Ana Sayfa
Kavram Arama : THS Google   |   Forum İçi Arama  

Üye İsmi
Şifre

Hukuk Sohbetleri Hukuki yorumlar, görüşler ve tartışmalar.. Soru niteliği taşımayan her türlü hukuki sohbet için.

Adliyede çalışan mahkumlar..

Yanıt
Konuyu Değerlendirin Konu İçinde Arama Konu Araçları  
Old 13-01-2010, 09:56   #1
Ahmetochi

 
Varsayılan Adliyede çalışan mahkumlar..

Adana'da geçtiğimiz günlerde yaşanan 3. iş mahkemesinin zabıt katibi Derya Boğa'nın ölümüyle sonuçlanan cinayet sonrası gündeme gelen tartışma; mahkumların adliyelerde istihdam edilmesinin ne kadar doğru olduğu. Adana Barosu Başkanı Aziz Erbek, bu konuda Adalet Bakanlığı'na başvurduklarını ifade ederek şunları söyledi: “Daha önce de söyledik. Böyle acı olayları yaşatmadan bu yöntem çözülmeliydi. Adam öldürmüş, suç işlemiş, mahkum olmuş, kendisini mahkum eden mahkemenin, hakimin, savcının, avukatın bulunduğu yere servis yapıyor, rahatça girip çıkıyor. Samimi ilişkilere girebiliyor İlla insanların ölmesi mi gerekiyor bu uygulamanın durdurulması için Adalet Bakanlığı başka ülkelerde uygulanan başka uygulamayı örnek almalıdır. Psikolojik açıdan suçluluğu tespit edilmiş bir insanı bu şekilde adliyeye sokmaması gerekiyor. Kamuoyu cinayetle olayı öğrenmiş oldu. Başka şekillerde yanlışları gördük, Adalet Bakanlığı’na söyledik. Yarın başka şeyler olursa altından kalkamazlar. Adliyede çalışan bu mahkumlar sabah geliyor, akşam cezaevine dönüyor, sabah tekrar geliyor normal hayata akşam tekrar dönüyor. Çok sağlıklı bir psikolojik ortam sunulmuyor. Bu şekilde kişisel anlamda yaşadığı dürtülerini, cinsel dürtülerini, duygusal ve hayvani dürtülerini sergiliyor. Jiletlenmiş, kolu bacağı kesik bir şekilde hakime, savcıya servis yapıyor. İtiraz ettiğimizde büyük tepkiyle karşılaşabiliyoruz. Adalet Bakanlığı da gelip bu olaylara tanık olsun. Bakanlık binasının içinde bunları yaşamıyorlar. Yerel mahkemelerde bu olayları yaşayanlar tepki içinde. Bu tepkiler daha büyümeden bu uygulamaya son verilsin. Güvenli bir yer olması gereken adliyede mahkumların çalıştırılmaması gerekir. Çalışanlar ayda bir değişiyor. O gün cezaevi yönetimi kimseyi bulamazsa elindeki en uygun adamı gönderiyor. Ona göre uygun adam böyle eli kanlı olabiliyor.”

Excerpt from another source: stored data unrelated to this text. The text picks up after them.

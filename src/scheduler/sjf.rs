use super::{DispatchDecision, EnqueueFlags, SchedCtx, Scheduler, TaskId};
use crate::core::DsqId;

/// Non-preemptive shortest-job-first. The choice is only revisited when the
/// running job completes; ties go to the lowest input index.
#[derive(Debug, Default)]
pub struct SjfScheduler {
    ready: DsqId,
}

impl SjfScheduler {
    pub fn new() -> Self {
        Self::default()
    }
}

impl Scheduler for SjfScheduler {
    fn init(&mut self, ctx: &mut SchedCtx) {
        self.ready = ctx.create_dsq_priq();
    }

    fn name(&self) -> String {
        "SJF".to_string()
    }

    fn enqueue(&mut self, ctx: &mut SchedCtx, task: TaskId, _flags: EnqueueFlags) {
        let burst = ctx.task(task).required_service;
        ctx.dsq_push_priq(self.ready, task, burst);
    }

    fn dispatch(&mut self, ctx: &mut SchedCtx) -> DispatchDecision {
        match ctx.dsq_pop(self.ready) {
            Some(task) => DispatchDecision::Run {
                task,
                slice: ctx.task(task).remaining_service,
            },
            None => DispatchDecision::Idle,
        }
    }
}
pub mod fcfs;
pub mod round_robin;
pub mod sjf;
pub mod srtf;

use crate::core::{
    Ticks,
    state::{SchedCtx, TaskId},
};
pub use fcfs::FcfsScheduler;
pub use round_robin::{RequeueOrder, RoundRobinScheduler};
pub use sjf::SjfScheduler;
pub use srtf::SrtfScheduler;

pub type EnqueueFlags = u64;

// Task just arrived
pub const ENQ_WAKEUP: EnqueueFlags = 1 << 0;
// Task's slice ended with work left
pub const ENQ_PREEMPT: EnqueueFlags = 1 << 1;

#[derive(Debug, Clone, Copy, PartialEq, Eq)]
pub enum DispatchDecision {
    /// Give `task` the CPU for `slice` ticks. The slice must be non-zero and
    /// no longer than the task's remaining service.
    Run { task: TaskId, slice: Ticks },
    /// Leave the CPU idle for one tick.
    Idle,
    /// Leave the CPU idle until the next pending arrival.
    IdleUntilArrival,
}

/// A single-CPU scheduling policy driven by `SchedCore`.
///
/// The core admits arrivals and returns preempted tasks through `enqueue`,
/// and asks `dispatch` what to run whenever the CPU is free. Policies keep
/// their ready queues as DSQs in the `SchedCtx`.
pub trait Scheduler {
    fn init(&mut self, ctx: &mut SchedCtx);

    /// Display name, used as the report title.
    fn name(&self) -> String;

    fn enqueue(&mut self, ctx: &mut SchedCtx, task: TaskId, flags: EnqueueFlags);

    fn dispatch(&mut self, ctx: &mut SchedCtx) -> DispatchDecision;
}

Tüm bunların yanında bu mahkumlar ceza aldıkları mahkeme kalemlerine, hatta hakimlerine, savcılarına hizmet veriyorlar. Muhtemel tehlikenin boyutu oldukça büyük gibi görülüyor.

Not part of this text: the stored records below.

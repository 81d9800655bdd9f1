pub mod driver;
pub mod process;
pub mod report;
pub mod workload;

pub use driver::{Sim, SimOutcome, SimStats, run_policy, simulate};
pub use process::{Process, ProcessId, ProcessInstance};
pub use report::{Report, ReportRow};
pub use workload::BernoulliWorkload;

Cinayete kurban giden memurun çalıştığı Adana 3. İş mahkemesinde Stajını daha geçen cuma günü bitiren benim gibi, mahkumları artık adliyelerde görmek istemeyenlerden misiniz, yoksa bu tehlikeyle yaşanabilir diyenlerden misiniz?

Bir tartışma konusu açabilirim diye düşündüm..Derya Hanıma da Allah'tan rahmet diliyorum...
Old 16-01-2010, 01:19   #2
Av. Şehper Ferda DEMİREL

 
Varsayılan

Vaktiyle Gökçeada Adalet Bakanlığı Tesislerinde de hakim savcılara ve ailelerine mahkumlar hizmet ederdi. Onu cezalandıran meslek grubu mensuplarına, onlar denize havuza girip çıkarken yaz sıcağında servis yaptırmak... Verilen ceza adilse bile, cezanın infaz yöntemi adil görünmüyor.
Old 16-01-2010, 19:18   #3
Academic

 
Varsayılan

Mahkumların sadece adliyede değil eğitim kurumlarında da çalıştırılması söz konusu. Bunun da uygun olduğunu düşünmüyorum. Cezanın kamu hizmeti karşılığı gördürülmesi fikri belki ceza mantığına ya da ıslah amacına uygun olabilir ancak belli alanların dışarda bırakılması gerektiğini düşünüyorum.
Old 16-01-2010, 19:31   #4
Av.Mehmet Saim Dikici

 
Varsayılan

Mahkumların "iyi hali", "kötü hali", "duruşmadaki hal ve tavrının olumlu oluşu" gibi hususların pek doğru bir ölçüt olmadığını düşündüğüm gibi,mahkumların cezalarının bir bölümünü Adliye binasında, Eğitim kurumlarında veya benzeri yerlerde geçirmelerini de kesinlikle yanlış bir yöntem olarak görüyorum.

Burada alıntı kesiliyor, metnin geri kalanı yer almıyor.